### About this task
Give the listing below again in full, exactly as written.

######

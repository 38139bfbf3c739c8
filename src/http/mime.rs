//! MIME type detection from file extensions.

use std::path::Path;

/// Fallback for unknown or missing extensions.
pub const OCTET_STREAM: &str = "application/octet-stream";

/// Guesses the `Content-Type` of a file from its extension.
///
/// # Example
///
/// ```
/// # use codeserver::http::mime::content_type;
/// # use std::path::Path;
/// assert_eq!(content_type(Path::new("app.nocache.js")), "application/javascript");
/// assert_eq!(content_type(Path::new("Makefile")), "application/octet-stream");
/// ```
pub fn content_type(path: &Path) -> &'static str {
    let extension = path
        .extension()
        .and_then(|e| e.to_str())
        .map(|e| e.to_ascii_lowercase());

    match extension.as_deref() {
        Some("html" | "htm") => "text/html",
        Some("css") => "text/css",
        Some("txt") => "text/plain",
        Some("xml") => "application/xml",

        Some("js" | "mjs") => "application/javascript",
        Some("json") => "application/json",
        Some("map") => "application/json",
        Some("wasm") => "application/wasm",

        Some("png") => "image/png",
        Some("jpg" | "jpeg") => "image/jpeg",
        Some("gif") => "image/gif",
        Some("svg") => "image/svg+xml",
        Some("ico") => "image/x-icon",

        Some("woff") => "font/woff",
        Some("woff2") => "font/woff2",

        _ => OCTET_STREAM,
    }
}
//! The per-request transport seam seen by responses.
//!
//! A response gets one [`Exchange`] per request: it reads the raw query,
//! sets headers, commits the status and body framing once, then writes the
//! body. [`BufferedExchange`] is the in-memory implementation the
//! connection uses; the captured result is framed onto the socket by
//! [`crate::http::writer::ResponseWriter`].

use std::io::{self, Write};

use crate::http::status::StatusCode;

/// How the body length is announced to the client.
#[derive(Debug, Clone, Copy, PartialEq, Eq)]
pub enum BodyLength {
    /// Exact byte count, sent as `Content-Length`.
    Known(u64),
    /// Unknown up front; the body is streamed with chunked framing.
    Streamed,
}

/// Transport access for a single HTTP exchange.
pub trait Exchange {
    /// The raw, still percent-encoded query string of the request.
    fn raw_query(&self) -> Option<&str>;

    /// Sets a response header, replacing any earlier value of the same name.
    fn set_header(&mut self, name: &str, value: &str);

    /// Commits the status line and body framing. May be called only once.
    fn send_headers(&mut self, status: StatusCode, length: BodyLength) -> io::Result<()>;

    /// The body sink. Only available after [`Exchange::send_headers`].
    fn body(&mut self) -> io::Result<&mut dyn Write>;
}

/// A response as captured by [`BufferedExchange`], ready to be framed.
#[derive(Debug, Clone)]
pub struct CapturedResponse {
    pub status: StatusCode,
    pub headers: Vec<(String, String)>,
    pub length: BodyLength,
    pub body: Vec<u8>,
}

impl CapturedResponse {
    /// Looks up a header by name, case-insensitively.
    pub fn header(&self, name: &str) -> Option<&str> {
        find_header(&self.headers, name)
    }
}

/// An [`Exchange`] that records everything a response does in memory.
#[derive(Debug, Default)]
pub struct BufferedExchange {
    raw_query: Option<String>,
    headers: Vec<(String, String)>,
    committed: Option<(StatusCode, BodyLength)>,
    body: Vec<u8>,
}

impl BufferedExchange {
    pub fn new(raw_query: Option<String>) -> Self {
        Self {
            raw_query,
            ..Self::default()
        }
    }

    /// Convenience for a request whose query string is `query`.
    pub fn with_query(query: &str) -> Self {
        Self::new(Some(query.to_string()))
    }

    pub fn status(&self) -> Option<StatusCode> {
        self.committed.map(|(status, _)| status)
    }

    pub fn length(&self) -> Option<BodyLength> {
        self.committed.map(|(_, length)| length)
    }

    pub fn header(&self, name: &str) -> Option<&str> {
        find_header(&self.headers, name)
    }

    pub fn body_bytes(&self) -> &[u8] {
        &self.body
    }

    /// The body decoded as UTF-8, with invalid sequences replaced.
    pub fn body_text(&self) -> String {
        String::from_utf8_lossy(&self.body).into_owned()
    }

    /// Consumes the exchange. Fails if the response never committed its headers.
    pub fn finish(self) -> io::Result<CapturedResponse> {
        let (status, length) = self.committed.ok_or_else(|| {
            io::Error::other("response finished without sending headers")
        })?;

        Ok(CapturedResponse {
            status,
            headers: self.headers,
            length,
            body: self.body,
        })
    }
}

impl Exchange for BufferedExchange {
    fn raw_query(&self) -> Option<&str> {
        self.raw_query.as_deref()
    }

    fn set_header(&mut self, name: &str, value: &str) {
        if self.committed.is_some() {
            tracing::warn!(header = name, "header set after headers were sent; ignored");
            return;
        }

        match self
            .headers
            .iter_mut()
            .find(|(k, _)| k.eq_ignore_ascii_case(name))
        {
            Some(entry) => entry.1 = value.to_string(),
            None => self.headers.push((name.to_string(), value.to_string())),
        }
    }

    fn send_headers(&mut self, status: StatusCode, length: BodyLength) -> io::Result<()> {
        if self.committed.is_some() {
            return Err(io::Error::other("headers already sent"));
        }
        self.committed = Some((status, length));
        Ok(())
    }

    fn body(&mut self) -> io::Result<&mut dyn Write> {
        if self.committed.is_none() {
            return Err(io::Error::other("body written before headers were sent"));
        }
        Ok(&mut self.body)
    }
}

fn find_header<'a>(headers: &'a [(String, String)], name: &str) -> Option<&'a str> {
    headers
        .iter()
        .find(|(k, _)| k.eq_ignore_ascii_case(name))
        .map(|(_, v)| v.as_str())
}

######

### Solution
repository 38139bfbf3c739c8
filename src/http/mime.rs
//! MIME type detection from file extensions.

use std::path::Path;

/// Fallback for unknown or missing extensions.
pub const OCTET_STREAM: &str = "application/octet-stream";

/// Guesses the `Content-Type` of a file from its extension.
///
/// # Example
///
/// ```
/// # use codeserver::http::mime::content_type;
/// # use std::path::Path;
/// assert_eq!(content_type(Path::new("app.nocache.js")), "application/javascript");
/// assert_eq!(content_type(Path::new("Makefile")), "application/octet-stream");
/// ```
pub fn content_type(path: &Path) -> &'static str {
    let extension = path
        .extension()
        .and_then(|e| e.to_str())
        .map(|e| e.to_ascii_lowercase());

    match extension.as_deref() {
        Some("html" | "htm") => "text/html",
        Some("css") => "text/css",
        Some("txt") => "text/plain",
        Some("xml") => "application/xml",

        Some("js" | "mjs") => "application/javascript",
        Some("json") => "application/json",
        Some("map") => "application/json",
        Some("wasm") => "application/wasm",

        Some("png") => "image/png",
        Some("jpg" | "jpeg") => "image/jpeg",
        Some("gif") => "image/gif",
        Some("svg") => "image/svg+xml",
        Some("ico") => "image/x-icon",

        Some("woff") => "font/woff",
        Some("woff2") => "font/woff2",

        _ => OCTET_STREAM,
    }
}
//! The per-request transport seam seen by responses.
//!
//! A response gets one [`Exchange`] per request: it reads the raw query,
//! sets headers, commits the status and body framing once, then writes the
//! body. [`BufferedExchange`] is the in-memory implementation the
//! connection uses; the captured result is framed onto the socket by
//! [`crate::http::writer::ResponseWriter`].

use std::io::{self, Write};

use crate::http::status::StatusCode;

/// How the body length is announced to the client.
#[derive(Debug, Clone, Copy, PartialEq, Eq)]
pub enum BodyLength {
    /// Exact byte count, sent as `Content-Length`.
    Known(u64),
    /// Unknown up front; the body is streamed with chunked framing.
    Streamed,
}

/// Transport access for a single HTTP exchange.
pub trait Exchange {
    /// The raw, still percent-encoded query string of the request.
    fn raw_query(&self) -> Option<&str>;

    /// Sets a response header, replacing any earlier value of the same name.
    fn set_header(&mut self, name: &str, value: &str);

    /// Commits the status line and body framing. May be called only once.
    fn send_headers(&mut self, status: StatusCode, length: BodyLength) -> io::Result<()>;

    /// The body sink. Only available after [`Exchange::send_headers`].
    fn body(&mut self) -> io::Result<&mut dyn Write>;
}

/// A response as captured by [`BufferedExchange`], ready to be framed.
#[derive(Debug, Clone)]
pub struct CapturedResponse {
    pub status: StatusCode,
    pub headers: Vec<(String, String)>,
    pub length: BodyLength,
    pub body: Vec<u8>,
}

impl CapturedResponse {
    /// Looks up a header by name, case-insensitively.
    pub fn header(&self, name: &str) -> Option<&str> {
        find_header(&self.headers, name)
    }
}

/// An [`Exchange`] that records everything a response does in memory.
#[derive(Debug, Default)]
pub struct BufferedExchange {
    raw_query: Option<String>,
    headers: Vec<(String, String)>,
    committed: Option<(StatusCode, BodyLength)>,
    body: Vec<u8>,
}

impl BufferedExchange {
    pub fn new(raw_query: Option<String>) -> Self {
        Self {
            raw_query,
            ..Self::default()
        }
    }

    /// Convenience for a request whose query string is `query`.
    pub fn with_query(query: &str) -> Self {
        Self::new(Some(query.to_string()))
    }

    pub fn status(&self) -> Option<StatusCode> {
        self.committed.map(|(status, _)| status)
    }

    pub fn length(&self) -> Option<BodyLength> {
        self.committed.map(|(_, length)| length)
    }

    pub fn header(&self, name: &str) -> Option<&str> {
        find_header(&self.headers, name)
    }

    pub fn body_bytes(&self) -> &[u8] {
        &self.body
    }

    /// The body decoded as UTF-8, with invalid sequences replaced.
    pub fn body_text(&self) -> String {
        String::from_utf8_lossy(&self.body).into_owned()
    }

    /// Consumes the exchange. Fails if the response never committed its headers.
    pub fn finish(self) -> io::Result<CapturedResponse> {
        let (status, length) = self.committed.ok_or_else(|| {
            io::Error::other("response finished without sending headers")
        })?;

        Ok(CapturedResponse {
            status,
            headers: self.headers,
            length,
            body: self.body,
        })
    }
}

impl Exchange for BufferedExchange {
    fn raw_query(&self) -> Option<&str> {
        self.raw_query.as_deref()
    }

    fn set_header(&mut self, name: &str, value: &str) {
        if self.committed.is_some() {
            tracing::warn!(header = name, "header set after headers were sent; ignored");
            return;
        }

        match self
            .headers
            .iter_mut()
            .find(|(k, _)| k.eq_ignore_ascii_case(name))
        {
            Some(entry) => entry.1 = value.to_string(),
            None => self.headers.push((name.to_string(), value.to_string())),
        }
    }

    fn send_headers(&mut self, status: StatusCode, length: BodyLength) -> io::Result<()> {
        if self.committed.is_some() {
            return Err(io::Error::other("headers already sent"));
        }
        self.committed = Some((status, length));
        Ok(())
    }

    fn body(&mut self) -> io::Result<&mut dyn Write> {
        if self.committed.is_none() {
            return Err(io::Error::other("body written before headers were sent"));
        }
        Ok(&mut self.body)
    }
}

fn find_header<'a>(headers: &'a [(String, String)], name: &str) -> Option<&'a str> {
    headers
        .iter()
        .find(|(k, _)| k.eq_ignore_ascii_case(name))
        .map(|(_, v)| v.as_str())
}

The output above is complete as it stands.